Get your system up and running#

Installation: Check out the dedicated installation page
Update to the latest version: pip install -U trafilatura to ensure you have the latest version of trafilatura
Additional software for tokenization: You will also need to install SoMaJo using pip install -U SoMaJo

The following sections will use command-line instructions. If you’re new to command-line interfaces, check out the page on command-line usage for a brief overview.

Process a list of links#

For the collection and filtering of links see this tutorial and this blog post.

Two major options are necessary here:

-i or --input-file to specify the input file containing the list of links
-o or --output-dir to define the directory where the results will be stored

Here is how it works:

The input file will be read line by line, and only lines starting with a valid URL will be processed. Any other information in the file will be ignored.
The output directory will be created if it does not exist, but it must be writable.

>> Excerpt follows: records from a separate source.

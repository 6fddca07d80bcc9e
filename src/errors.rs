use std::fmt::{Display, Error as FmtError, Formatter};

#[derive(Debug)]
pub enum Error {
    IoError(std::io::Error),

    /// A `javap` listing could not be decoded (`line` is 1-based)
    MalformedListing { line: usize, message: String },

    /// A side-effect verdict file could not be decoded (`line` is 1-based)
    MalformedDatabase { line: usize, message: String },
}

impl From<std::io::Error> for Error {
    fn from(err: std::io::Error) -> Error {
        Error::IoError(err)
    }
}

impl Display for Error {
    fn fmt(&self, f: &mut Formatter<'_>) -> Result<(), FmtError> {
        match self {
            Error::IoError(err) => write!(f, "IO - {}", err),
            Error::MalformedListing { line, message } => {
                write!(f, "listing line {}: {}", line, message)
            }
            Error::MalformedDatabase { line, message } => {
                write!(f, "side-effect database line {}: {}", line, message)
            }
        }
    }
}

impl std::error::Error for Error {}
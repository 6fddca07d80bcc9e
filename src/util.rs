use std::fmt::{Display, Error, Formatter};

/// Elements with a width (eg. values on the operand stack or in local variables)
///
/// On the JVM, `long` and `double` take up two slots in the locals and count twice towards the
/// operand stack depth. Everything else has width 1.
pub trait Width {
    fn width(&self) -> usize;
}

/// Offset into the bytecode array of a method
#[derive(Copy, Clone, Eq, PartialEq, Ord, PartialOrd, Hash, Debug, Default)]
pub struct Offset(pub usize);

impl Display for Offset {
    fn fmt(&self, f: &mut Formatter<'_>) -> Result<(), Error> {
        write!(f, "{}", self.0)
    }
}
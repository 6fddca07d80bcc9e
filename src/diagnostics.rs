use crate::jvm::{BinaryName, UnqualifiedName};
use std::fmt::{Display, Error as FmtError, Formatter};

/// Kind of misuse found inside an `assert`
#[derive(Copy, Clone, Debug, PartialEq, Eq, Hash, PartialOrd, Ord)]
pub enum DiagnosticKind {
    /// A method parameter is checked (assertions can be disabled, argument checks shouldn't be)
    ArgumentInAssert,

    /// A call that mutates state (the mutation disappears when assertions are disabled)
    SideEffectCallInAssert,

    /// A local variable is written
    SideEffectStoreInAssert,
}

impl DiagnosticKind {
    /// Stable identifier, for output and filtering
    pub fn id(&self) -> &'static str {
        match self {
            DiagnosticKind::ArgumentInAssert => "DA_DONT_ASSERT_ARGS",
            DiagnosticKind::SideEffectCallInAssert => "DA_DONT_ASSERT_SIDE_EFFECT_METHOD",
            DiagnosticKind::SideEffectStoreInAssert => "DA_DONT_ASSERT_SIDE_EFFECT",
        }
    }
}

impl Display for DiagnosticKind {
    fn fmt(&self, f: &mut Formatter<'_>) -> Result<(), FmtError> {
        f.write_str(self.id())
    }
}

#[derive(Clone, Debug, PartialEq, Eq, Hash)]
pub struct Diagnostic {
    pub kind: DiagnosticKind,
    pub class: BinaryName,
    pub method: UnqualifiedName,

    /// Source line of the offending instruction, when the class has line numbers
    pub line: Option<u32>,
}

impl Display for Diagnostic {
    /// Renders as `KIND_ID class.method line n` (or `line ?` if unknown)
    fn fmt(&self, f: &mut Formatter<'_>) -> Result<(), FmtError> {
        write!(f, "{} {}.{} line ", self.kind, self.class, self.method)?;
        match self.line {
            Some(line) => write!(f, "{}", line),
            None => f.write_str("?"),
        }
    }
}

/// Destination for diagnostics, in the order they are found
pub trait DiagnosticSink {
    fn report(&mut self, diagnostic: Diagnostic);
}

impl DiagnosticSink for Vec<Diagnostic> {
    fn report(&mut self, diagnostic: Diagnostic) {
        self.push(diagnostic);
    }
}

#[cfg(test)]
mod test {
    use super::*;
    use crate::jvm::Name;

    #[test]
    fn rendering() {
        let mut found: Vec<Diagnostic> = vec![];
        found.report(Diagnostic {
            kind: DiagnosticKind::ArgumentInAssert,
            class: BinaryName::from_str("Assert_args_4").unwrap(),
            method: UnqualifiedName::from_str("getAbsAdd").unwrap(),
            line: Some(4),
        });
        found.report(Diagnostic {
            kind: DiagnosticKind::SideEffectStoreInAssert,
            class: BinaryName::from_str("me/alec/Foo").unwrap(),
            method: UnqualifiedName::from_str("bar").unwrap(),
            line: None,
        });
        assert_eq!(found[0].to_string(), "DA_DONT_ASSERT_ARGS Assert_args_4.getAbsAdd line 4");
        assert_eq!(found[1].to_string(), "DA_DONT_ASSERT_SIDE_EFFECT me/alec/Foo.bar line ?");
    }
}
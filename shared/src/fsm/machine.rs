use std::any::TypeId;

use tracing::{debug, error};

use super::{FsmError, ReplicatedState, Role, State, StateId, Transition};

struct StateNode<C> {
    type_id: TypeId,
    state: Box<dyn State<C>>,
    transitions: Vec<Transition<C>>,
}

/// Finite-state machine whose only replicated value is the current state id.
///
/// Transition order is registration order: any-transitions first, then the
/// current node's transitions. The first satisfied predicate wins.
pub struct StateMachine<C> {
    role: Role,
    nodes: Vec<StateNode<C>>,
    any_transitions: Vec<Transition<C>>,
    current: Option<StateId>,
    /// Value published by the authority, or last received by a replica.
    replicated: Option<ReplicatedState>,
    /// Value whose enter hook has already run on this side.
    observed: Option<ReplicatedState>,
}

impl<C: 'static> StateMachine<C> {
    pub fn new(role: Role) -> Self {
        Self {
            role,
            nodes: Vec::new(),
            any_transitions: Vec::new(),
            current: None,
            replicated: None,
            observed: None,
        }
    }

    pub fn role(&self) -> Role {
        self.role
    }

    /// Registers `state` and returns its id. Registering the same type twice
    /// returns the id assigned the first time and keeps the first instance.
    pub fn register_state<S: State<C>>(&mut self, state: S) -> Result<StateId, FsmError> {
        let type_id = TypeId::of::<S>();
        if let Some(index) = self.nodes.iter().position(|n| n.type_id == type_id) {
            return Ok(StateId(index as u8));
        }
        if self.nodes.len() > u8::MAX as usize {
            return Err(FsmError::TooManyStates);
        }
        self.nodes.push(StateNode {
            type_id,
            state: Box::new(state),
            transitions: Vec::new(),
        });
        Ok(StateId((self.nodes.len() - 1) as u8))
    }

    pub fn add_transition(
        &mut self,
        from: StateId,
        to: StateId,
        predicate: impl Fn(&C) -> bool + 'static,
    ) -> Result<(), FsmError> {
        self.ensure_registered(to)?;
        let node = self
            .nodes
            .get_mut(from.0 as usize)
            .ok_or(FsmError::UnknownState(from))?;
        node.transitions.push(Transition::new(to, predicate));
        Ok(())
    }

    pub fn add_any_transition(
        &mut self,
        to: StateId,
        predicate: impl Fn(&C) -> bool + 'static,
    ) -> Result<(), FsmError> {
        self.ensure_registered(to)?;
        self.any_transitions.push(Transition::new(to, predicate));
        Ok(())
    }

    /// Enters the first state. Call exactly once, after all registration.
    pub fn initialize(&mut self, initial: StateId, ctx: &mut C) -> Result<(), FsmError> {
        if self.replicated.is_some() {
            return Err(FsmError::AlreadyInitialized);
        }
        self.ensure_registered(initial)?;
        let value = ReplicatedState::new(initial);
        self.current = Some(initial);
        self.replicated = Some(value);
        self.observed = Some(value);
        self.nodes[initial.0 as usize].state.enter(ctx);
        Ok(())
    }

    /// Re-attaches to a state that was entered in an earlier tick, without
    /// running its enter hook. Used when state is rebuilt from storage.
    pub fn resume(&mut self, value: ReplicatedState) -> Result<(), FsmError> {
        if self.replicated.is_some() {
            return Err(FsmError::AlreadyInitialized);
        }
        self.ensure_registered(value.id)?;
        self.current = Some(value.id);
        self.replicated = Some(value);
        self.observed = Some(value);
        Ok(())
    }

    /// Forces a transition. No-op (returns `false`) when already in `to`.
    pub fn change_state(&mut self, to: StateId, ctx: &mut C) -> Result<bool, FsmError> {
        if !self.role.is_authority() {
            return Err(FsmError::NotAuthority("change state"));
        }
        let current = self.current.ok_or(FsmError::NotInitialized)?;
        self.ensure_registered(to)?;
        if to == current {
            return Ok(false);
        }
        self.transition(current, to, ctx);
        Ok(true)
    }

    /// Authoritative tick: evaluate transitions, or run the current state's
    /// fixed update when none fires. Returns the entered state, if any.
    pub fn fixed_tick(&mut self, ctx: &mut C) -> Result<Option<StateId>, FsmError> {
        if !self.role.is_authority() {
            return Err(FsmError::NotAuthority("tick the state machine"));
        }
        let current = self.current.ok_or(FsmError::NotInitialized)?;

        let next = self.select_any(current, ctx).or_else(|| {
            self.nodes[current.0 as usize]
                .transitions
                .iter()
                .find(|t| t.is_satisfied(ctx))
                .map(|t| t.to)
        });

        match next {
            Some(to) => {
                self.transition(current, to, ctx);
                Ok(Some(to))
            }
            None => {
                self.nodes[current.0 as usize].state.fixed_update(ctx);
                Ok(None)
            }
        }
    }

    /// Evaluates only the any-transitions, immediately. Used to force a
    /// preemptive state (hit, death) in the middle of a tick.
    pub fn preempt(&mut self, ctx: &mut C) -> Result<Option<StateId>, FsmError> {
        if !self.role.is_authority() {
            return Err(FsmError::NotAuthority("preempt the state machine"));
        }
        let current = self.current.ok_or(FsmError::NotInitialized)?;
        let next = self.select_any(current, ctx);
        if let Some(to) = next {
            self.transition(current, to, ctx);
        }
        Ok(next)
    }

    /// Replica ingest of the wire value. Validated on the next `frame_update`.
    pub fn apply_replicated(&mut self, value: ReplicatedState) -> Result<(), FsmError> {
        if self.role.is_authority() {
            return Err(FsmError::NotReplica);
        }
        self.replicated = Some(value);
        Ok(())
    }

    /// Per-frame hook for every side. Replicas replay exit/enter when the
    /// replicated value moved; predicates are never evaluated here.
    pub fn frame_update(&mut self, ctx: &mut C) -> Result<(), FsmError> {
        let mut result = Ok(());

        if !self.role.is_authority() && self.replicated != self.observed {
            if let Some(target) = self.replicated {
                if self.is_registered(target.id) {
                    if let Some(old) = self.observed {
                        self.nodes[old.id.0 as usize].state.exit(ctx);
                    }
                    self.observed = Some(target);
                    self.current = Some(target.id);
                    self.nodes[target.id.0 as usize].state.enter(ctx);
                } else {
                    error!(state = %target.id, "replica observed an unregistered state, refusing");
                    self.replicated = self.observed;
                    result = Err(FsmError::UnknownState(target.id));
                }
            }
        }

        if let Some(current) = self.current {
            self.nodes[current.0 as usize].state.update(ctx);
        }
        result
    }

    pub fn current(&self) -> Option<StateId> {
        self.current
    }

    pub fn current_name(&self) -> Option<&'static str> {
        self.current.and_then(|id| self.state_name(id))
    }

    pub fn replicated(&self) -> Option<ReplicatedState> {
        self.replicated
    }

    pub fn state_name(&self, id: StateId) -> Option<&'static str> {
        self.nodes.get(id.0 as usize).map(|n| n.state.name())
    }

    pub fn id_of<S: State<C>>(&self) -> Option<StateId> {
        let type_id = TypeId::of::<S>();
        self.nodes
            .iter()
            .position(|n| n.type_id == type_id)
            .map(|i| StateId(i as u8))
    }

    pub fn is_in<S: State<C>>(&self) -> bool {
        self.current.is_some() && self.current == self.id_of::<S>()
    }

    pub fn is_registered(&self, id: StateId) -> bool {
        (id.0 as usize) < self.nodes.len()
    }

    fn ensure_registered(&self, id: StateId) -> Result<(), FsmError> {
        if self.is_registered(id) {
            Ok(())
        } else {
            error!(state = %id, "transition to an unregistered state refused");
            Err(FsmError::UnknownState(id))
        }
    }

    /// Any-transitions never re-enter the state they target.
    fn select_any(&self, current: StateId, ctx: &C) -> Option<StateId> {
        self.any_transitions
            .iter()
            .filter(|t| t.to != current)
            .find(|t| t.is_satisfied(ctx))
            .map(|t| t.to)
    }

    fn transition(&mut self, from: StateId, to: StateId, ctx: &mut C) {
        self.nodes[from.0 as usize].state.exit(ctx);
        let value = match self.replicated {
            Some(previous) => previous.next(to),
            None => ReplicatedState::new(to),
        };
        self.current = Some(to);
        self.replicated = Some(value);
        self.observed = Some(value);
        self.nodes[to.0 as usize].state.enter(ctx);
        debug!(
            from = self.nodes[from.0 as usize].state.name(),
            to = self.nodes[to.0 as usize].state.name(),
            "state transition"
        );
    }
}
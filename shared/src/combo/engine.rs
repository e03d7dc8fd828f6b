use std::sync::Arc;

use glam::Vec2;
use serde::{Deserialize, Serialize};
use tracing::{debug, warn};

use super::{AttackDefinition, AttackPhase, ComboDefinition, InputKind};
use crate::Tick;
use crate::anim::AnimationId;
use crate::body::Facing;
use crate::fsm::Role;
use crate::hitbox::Hitbox;

/// Combo state owned by one fighter. Only the authority writes it; replicas
/// receive it verbatim.
#[derive(Debug, Clone, Copy, PartialEq, Eq, Default, Serialize, Deserialize)]
pub struct ComboRuntimeState {
    /// One-based index of the attack in progress, 0 when idle.
    pub combo_index: u8,
    pub phase: AttackPhase,
    pub attack_start: Tick,
    pub energy: u32,
    pub executing: bool,
}

/// Presentation notification for a validated attack start.
#[derive(Debug, Clone, PartialEq, Eq, Serialize, Deserialize)]
pub struct AttackStarted {
    pub name: String,
    pub animation: AnimationId,
    pub combo_index: u8,
    pub start_tick: Tick,
}

#[derive(Debug, Clone, PartialEq, Eq, thiserror::Error)]
pub enum AttackRejection {
    #[error("only the authority may start attacks")]
    NotAuthority,
    #[error("attack phase {0:?} does not accept this attack")]
    WrongPhase(AttackPhase),
    #[error("combo is already at its last attack")]
    ComboFinished,
    #[error("input {input:?} does not satisfy required {required:?}")]
    WrongInput {
        input: InputKind,
        required: InputKind,
    },
    #[error("attack requires the fighter to be grounded")]
    NotGrounded,
    #[error("not enough energy ({available} < {cost})")]
    NotEnoughEnergy { available: u32, cost: u32 },
    #[error("fighter has no combo definition")]
    MissingCombo,
    #[error("combo index {index} is outside a combo of length {len}")]
    IndexOutOfRange { index: u8, len: u8 },
}

impl AttackRejection {
    /// Broken definitions, as opposed to gameplay conditions.
    pub fn is_configuration(&self) -> bool {
        matches!(self, Self::MissingCombo | Self::IndexOutOfRange { .. })
    }
}

#[derive(Debug, Clone, Copy, PartialEq, Eq)]
enum Gate {
    First,
    Continuation,
}

/// Frame-accurate attack timing, combo chaining and the energy resource.
#[derive(Debug, Clone)]
pub struct ComboEngine {
    role: Role,
    combo: Option<Arc<ComboDefinition>>,
    max_energy: u32,
    state: ComboRuntimeState,
}

impl ComboEngine {
    pub fn new(
        role: Role,
        combo: Option<Arc<ComboDefinition>>,
        max_energy: u32,
        starting_energy: u32,
    ) -> Self {
        Self {
            role,
            combo,
            max_energy,
            state: ComboRuntimeState {
                energy: starting_energy.min(max_energy),
                ..Default::default()
            },
        }
    }

    pub fn state(&self) -> &ComboRuntimeState {
        &self.state
    }

    /// Replaces the runtime state with a stored or replicated copy. Energy is
    /// clamped and an index without a phase is treated as idle.
    pub fn restore(&mut self, state: ComboRuntimeState) {
        self.state = state;
        self.state.energy = state.energy.min(self.max_energy);
        if state.combo_index == 0 || state.phase == AttackPhase::None {
            self.state.combo_index = 0;
            self.state.phase = AttackPhase::None;
            self.state.executing = false;
        }
    }

    pub fn combo(&self) -> Option<&ComboDefinition> {
        self.combo.as_deref()
    }

    pub fn combo_index(&self) -> u8 {
        self.state.combo_index
    }

    pub fn phase(&self) -> AttackPhase {
        self.state.phase
    }

    pub fn is_executing(&self) -> bool {
        self.state.executing
    }

    pub fn energy(&self) -> u32 {
        self.state.energy
    }

    pub fn max_energy(&self) -> u32 {
        self.max_energy
    }

    pub fn current_attack(&self) -> Option<&AttackDefinition> {
        self.combo()?.attack(self.state.combo_index)
    }

    pub fn can_execute_attack(&self, input: InputKind, grounded: bool) -> bool {
        self.validate(Gate::First, input, grounded).is_ok()
    }

    pub fn can_continue_combo(&self, input: InputKind, grounded: bool) -> bool {
        self.validate(Gate::Continuation, input, grounded).is_ok()
    }

    /// Starts the first attack of a combo. Requires phase `None`.
    pub fn try_execute_attack(
        &mut self,
        input: InputKind,
        grounded: bool,
        now: Tick,
    ) -> Result<AttackStarted, AttackRejection> {
        self.start(Gate::First, input, grounded, now)
    }

    /// Chains the next attack. Requires phase `ComboWindow`.
    pub fn try_execute_combo_attack(
        &mut self,
        input: InputKind,
        grounded: bool,
        now: Tick,
    ) -> Result<AttackStarted, AttackRejection> {
        self.start(Gate::Continuation, input, grounded, now)
    }

    /// Recomputes the phase from the tick delta. Once the combo window has
    /// passed the whole combo resets.
    pub fn tick(&mut self, now: Tick) -> AttackPhase {
        if !self.state.executing {
            return self.state.phase;
        }
        let elapsed = now.wrapping_sub(self.state.attack_start);
        let phase = match self.current_attack() {
            Some(attack) => attack.frames.phase_at(elapsed),
            None => {
                warn!(
                    combo_index = self.state.combo_index,
                    "executing attack has no definition, cancelling combo"
                );
                AttackPhase::None
            }
        };
        if phase == AttackPhase::None {
            debug!(combo_index = self.state.combo_index, "combo window closed");
            self.state = ComboRuntimeState {
                energy: self.state.energy,
                ..Default::default()
            };
        } else {
            self.state.phase = phase;
        }
        phase
    }

    /// Drops any attack in progress. Energy is kept. Idempotent.
    pub fn reset_combo(&mut self) {
        if !self.role.is_authority() {
            debug!("ignoring combo reset on a replica");
            return;
        }
        self.state = ComboRuntimeState {
            energy: self.state.energy,
            ..Default::default()
        };
    }

    /// Full reset for a new round, energy included.
    pub fn reset_round(&mut self, starting_energy: u32) {
        self.reset_combo();
        if self.role.is_authority() {
            self.state.energy = starting_energy.min(self.max_energy);
        }
    }

    pub fn is_hitbox_active(&self) -> bool {
        self.state.executing && self.state.phase == AttackPhase::Active
    }

    /// World-space hitbox of the active attack, mirrored for `facing`.
    pub fn hitbox(&self, origin: Vec2, facing: Facing) -> Option<Hitbox> {
        if !self.is_hitbox_active() {
            return None;
        }
        self.current_attack()
            .map(|attack| attack.hitbox.resolve(origin, facing))
    }

    /// Damage of the current attack scaled by combo depth, rounded.
    pub fn scaled_damage(&self) -> Option<u32> {
        let combo = self.combo()?;
        let attack = combo.attack(self.state.combo_index)?;
        let scaled = attack.damage as f32 * combo.scaling_at(self.state.combo_index);
        Some(scaled.round().max(0.0) as u32)
    }

    /// Registers a landed hit: returns the scaled damage and grants the
    /// attack's energy gain.
    pub fn process_hit(&mut self) -> Option<u32> {
        if !self.role.is_authority() {
            return None;
        }
        let damage = self.scaled_damage()?;
        let gain = self.current_attack().map_or(0, |a| a.energy_gain);
        self.state.energy = self.state.energy.saturating_add(gain).min(self.max_energy);
        Some(damage)
    }

    pub fn should_continue_combo(&self) -> bool {
        let len = self.combo().map_or(0, ComboDefinition::len);
        self.state.phase == AttackPhase::ComboWindow && self.state.combo_index < len
    }

    fn start(
        &mut self,
        gate: Gate,
        input: InputKind,
        grounded: bool,
        now: Tick,
    ) -> Result<AttackStarted, AttackRejection> {
        let attack = match self.validate(gate, input, grounded) {
            Ok(attack) => attack,
            Err(rejection) => {
                if rejection.is_configuration() {
                    warn!(%rejection, "attack refused by configuration");
                } else {
                    debug!(%rejection, "attack rejected");
                }
                return Err(rejection);
            }
        };
        let cost = attack.energy_cost;
        let name = attack.name.clone();
        let animation = attack.animation_id;

        self.state.energy -= cost;
        self.state.attack_start = now;
        self.state.phase = AttackPhase::Startup;
        self.state.combo_index += 1;
        self.state.executing = true;

        Ok(AttackStarted {
            name,
            animation,
            combo_index: self.state.combo_index,
            start_tick: now,
        })
    }

    fn validate(
        &self,
        gate: Gate,
        input: InputKind,
        grounded: bool,
    ) -> Result<&AttackDefinition, AttackRejection> {
        if !self.role.is_authority() {
            return Err(AttackRejection::NotAuthority);
        }
        let phase_ok = match gate {
            Gate::First => self.state.phase == AttackPhase::None,
            Gate::Continuation => self.state.phase == AttackPhase::ComboWindow,
        };
        if !phase_ok {
            return Err(AttackRejection::WrongPhase(self.state.phase));
        }

        let combo = self.combo().ok_or(AttackRejection::MissingCombo)?;
        let len = combo.len();
        let index = self.state.combo_index;
        if len == 0 || index > len {
            return Err(AttackRejection::IndexOutOfRange { index, len });
        }
        if index == len {
            return Err(AttackRejection::ComboFinished);
        }
        let attack = combo
            .attack(index + 1)
            .ok_or(AttackRejection::IndexOutOfRange { index, len })?;

        if !attack.input.accepts(input) {
            return Err(AttackRejection::WrongInput {
                input,
                required: attack.input,
            });
        }
        if attack.requires_grounded && !grounded {
            return Err(AttackRejection::NotGrounded);
        }
        if self.state.energy < attack.energy_cost {
            return Err(AttackRejection::NotEnoughEnergy {
                available: self.state.energy,
                cost: attack.energy_cost,
            });
        }
        Ok(attack)
    }
}
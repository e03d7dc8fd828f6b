//! Hitbox geometry, target selection and knockback direction.

use glam::Vec2;
use serde::{Deserialize, Serialize};

use crate::FighterId;
use crate::body::Facing;

/// Collision layer bit set.
#[derive(Debug, Clone, Copy, PartialEq, Eq, Hash, Serialize, Deserialize)]
#[serde(transparent)]
pub struct LayerMask(pub u32);

impl LayerMask {
    pub const NONE: Self = Self(0);
    pub const ALL: Self = Self(u32::MAX);
    pub const FIGHTERS: Self = Self(1);

    pub fn intersects(self, other: LayerMask) -> bool {
        self.0 & other.0 != 0
    }
}

impl Default for LayerMask {
    fn default() -> Self {
        Self::FIGHTERS
    }
}

/// Hitbox as authored, relative to the attacker facing right.
#[derive(Debug, Clone, Copy, PartialEq, Default, Serialize, Deserialize)]
pub struct HitboxDefinition {
    pub size: Vec2,
    pub offset: Vec2,
    #[serde(default)]
    pub layers: LayerMask,
}

impl HitboxDefinition {
    /// World-space box; the X offset is mirrored when facing left.
    pub fn resolve(&self, origin: Vec2, facing: Facing) -> Hitbox {
        Hitbox {
            center: origin + Vec2::new(self.offset.x * facing.sign(), self.offset.y),
            size: self.size,
            layers: self.layers,
        }
    }
}

#[derive(Debug, Clone, Copy, PartialEq, Serialize, Deserialize)]
pub struct Hitbox {
    pub center: Vec2,
    pub size: Vec2,
    pub layers: LayerMask,
}

impl Hitbox {
    pub fn overlaps(&self, hurtbox: &Hurtbox) -> bool {
        let reach = (self.size + hurtbox.size) * 0.5;
        let delta = (self.center - hurtbox.center).abs();
        delta.x < reach.x && delta.y < reach.y
    }
}

/// Damageable area of a fighter.
#[derive(Debug, Clone, Copy, PartialEq, Serialize, Deserialize)]
pub struct Hurtbox {
    pub center: Vec2,
    pub size: Vec2,
    pub layer: LayerMask,
}

/// A fighter that might be struck this tick.
#[derive(Debug, Clone, Copy)]
pub struct Candidate {
    pub id: FighterId,
    pub hurtbox: Hurtbox,
}

/// Picks the single target of a swing: overlapping, on a masked layer, not the
/// attacker. Ties go to the hurtbox center nearest the hitbox center, then to
/// the lowest id, so every peer picks the same fighter.
pub fn select_target(
    hitbox: &Hitbox,
    attacker: FighterId,
    candidates: impl IntoIterator<Item = Candidate>,
) -> Option<FighterId> {
    candidates
        .into_iter()
        .filter(|c| c.id != attacker)
        .filter(|c| hitbox.layers.intersects(c.hurtbox.layer))
        .filter(|c| hitbox.overlaps(&c.hurtbox))
        .map(|c| (hitbox.center.distance_squared(c.hurtbox.center), c.id))
        .min_by(|a, b| a.0.total_cmp(&b.0).then(a.1.cmp(&b.1)))
        .map(|(_, id)| id)
}

/// Knockback from the authored vector: mirrored for a left-facing attacker,
/// then pointed away from the attacker's actual position.
pub fn knockback(authored: Vec2, attacker_facing: Facing, attacker_x: f32, target_x: f32) -> Vec2 {
    let mut velocity = Vec2::new(authored.x * attacker_facing.sign(), authored.y);
    if target_x > attacker_x {
        velocity.x = velocity.x.abs();
    } else if target_x < attacker_x {
        velocity.x = -velocity.x.abs();
    }
    velocity
}
//! Integer animation ids, interned from definition keys once at load time.

use serde::{Deserialize, Serialize};

/// Id of an animation clip. `AnimationId::NONE` means "no clip".
#[derive(Debug, Clone, Copy, PartialEq, Eq, Hash, PartialOrd, Ord, Default, Serialize, Deserialize)]
pub struct AnimationId(pub u16);

impl AnimationId {
    pub const NONE: Self = Self(0);
}

/// Behavior-state clips every fighter has. Attack clips are interned from
/// the combat tables after these.
#[derive(Debug, Clone, Copy, PartialEq, Eq, Hash)]
pub enum Clip {
    Idle,
    Run,
    Jump,
    Dash,
    Hit,
    Die,
}

impl Clip {
    pub const ALL: [Clip; 6] = [
        Clip::Idle,
        Clip::Run,
        Clip::Jump,
        Clip::Dash,
        Clip::Hit,
        Clip::Die,
    ];

    pub fn key(self) -> &'static str {
        match self {
            Clip::Idle => "idle",
            Clip::Run => "run",
            Clip::Jump => "jump",
            Clip::Dash => "dash",
            Clip::Hit => "hit",
            Clip::Die => "die",
        }
    }

    pub fn id(self) -> AnimationId {
        AnimationId(self as u16 + 1)
    }
}

/// Key → id table. Ids are assigned in insertion order and never change.
#[derive(Debug, Clone)]
pub struct AnimationTable {
    keys: Vec<String>,
}

impl Default for AnimationTable {
    fn default() -> Self {
        Self {
            keys: Clip::ALL.iter().map(|c| c.key().to_string()).collect(),
        }
    }
}

impl AnimationTable {
    pub fn intern(&mut self, key: &str) -> AnimationId {
        if let Some(id) = self.get(key) {
            return id;
        }
        self.keys.push(key.to_string());
        AnimationId(self.keys.len() as u16)
    }

    pub fn get(&self, key: &str) -> Option<AnimationId> {
        self.keys
            .iter()
            .position(|k| k == key)
            .map(|i| AnimationId(i as u16 + 1))
    }

    pub fn key(&self, id: AnimationId) -> Option<&str> {
        let index = (id.0 as usize).checked_sub(1)?;
        self.keys.get(index).map(String::as_str)
    }

    pub fn len(&self) -> usize {
        self.keys.len()
    }

    pub fn is_empty(&self) -> bool {
        self.keys.is_empty()
    }
}

#[cfg(test)]
mod tests {
    use super::*;

    #[test]
    fn clips_are_preinterned() {
        let table = AnimationTable::default();
        for clip in Clip::ALL {
            assert_eq!(table.get(clip.key()), Some(clip.id()));
        }
        assert_eq!(table.key(AnimationId::NONE), None);
    }

    #[test]
    fn interning_is_stable() {
        let mut table = AnimationTable::default();
        let jab = table.intern("jab");
        let cross = table.intern("cross");
        assert_ne!(jab, cross);
        assert_eq!(table.intern("jab"), jab);
        assert_eq!(table.key(cross), Some("cross"));
    }
}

The first instruction uses TXT as output whereas the second one creates a collection of XML files. Both file types can be edited with a basic text editor or a full-fledged text-editing package or IDE such as Atom.

$ trafilatura -i list.txt -o txtfiles       # output as raw text
$ trafilatura --xml -i list.txt -o xmlfiles # output in XML format

Build frequency lists#

Step-by-step#

Tokenization#

The SoMaJo tokenizer splits text into words and sentences. It works with Python and gets good results when applied to texts in German and English.

Assuming the output directory you are working with is called txtfiles, let’s concatenate all files and tokenize the text:

$ cat txtfiles/*.txt > txtfiles/all.txt
$ somajo-tokenizer txtfiles/all.txt > tokens.txt

Next, let’s sort the tokens by decreasing frequency and output the top 10 most frequent tokens:

$ sort tokens.txt | uniq -c | sort -nrk1 | head -10

Filtering words#

Now, let’s filter out punctuation, empty lines, convert the text to lowercase, and display the most frequent tokens:

$ < tokens.txt sed -e "s/[[:punct:]]//g" -e "/^$/d" -e "s/.*/\L\0/" > tokens-filtered.txt
# display most frequent tokens
$ < tokens-filtered.txt sort | uniq -c | sort -nrk1 | head -20

Assuming the output is useful, let’s store the frequency information in a CSV file for further processing:

$ < tokens.txt sort | uniq -c | sort -nrk1 | sed -e "s|^ *||g" -e  "s| |\t|" > txtfiles/frequencies.csv

As an inspiration, here is how further filtering steps could look like:

with a list of stopwords: egrep -vixFf stopwords.txt
alternative to convert to lower case: uconv -x lower

N-gram lists#

Bigram and trigrams are groups of 2 or 3 words that appear together in a text. N-gram lists are collections of bigrams, trigrams, and other groups of words. They are like a snapshot of how words are used together in a particular context. By analyzing these lists, you can identify patterns, trends, and relationships between words that might not be immediately apparent.

These concepts help getting a first overview on how words work together in language, and how they create meaning beyond individual words. The commands below will output the most frequent word bigrams and trigrams in the texts gathered in the last section:

# word bigrams
$ < tokens-filtered.txt tr "\n" " " | awk '{for (i=1; i<NF; i++) print $i, $(i+1)}' | sort | uniq -c | sort -nrk1 | head -20
# word trigrams
$ < tokens-filtered.txt tr "\n" " " | awk '{for (i=1; i<NF; i++) print $i, $(i+1), $(i+2)}' | sort | uniq -c | sort -nrk1 | head -20

Further information#

Unix™ for Poets (count and sort words, compute ngram statistics, make a Concordance)
Collocations howto
Analyzing Documents with Term Frequency - Inverse Document Frequency (tf-idf), both a corpus exploration method and a pre-processing step for many other text-mining measures and models

Additional information for XML files#

Assuming the output directory you are working with is called xmlfiles:

# tokenize a file
$ somajo-tokenizer --xml xmlfiles/filename.xml
# remove tags
$ somajo-tokenizer --xml xmlfiles/filename.xml | sed -e "s|</*.*>||g" -e "/^$/d"
# continue with the steps above...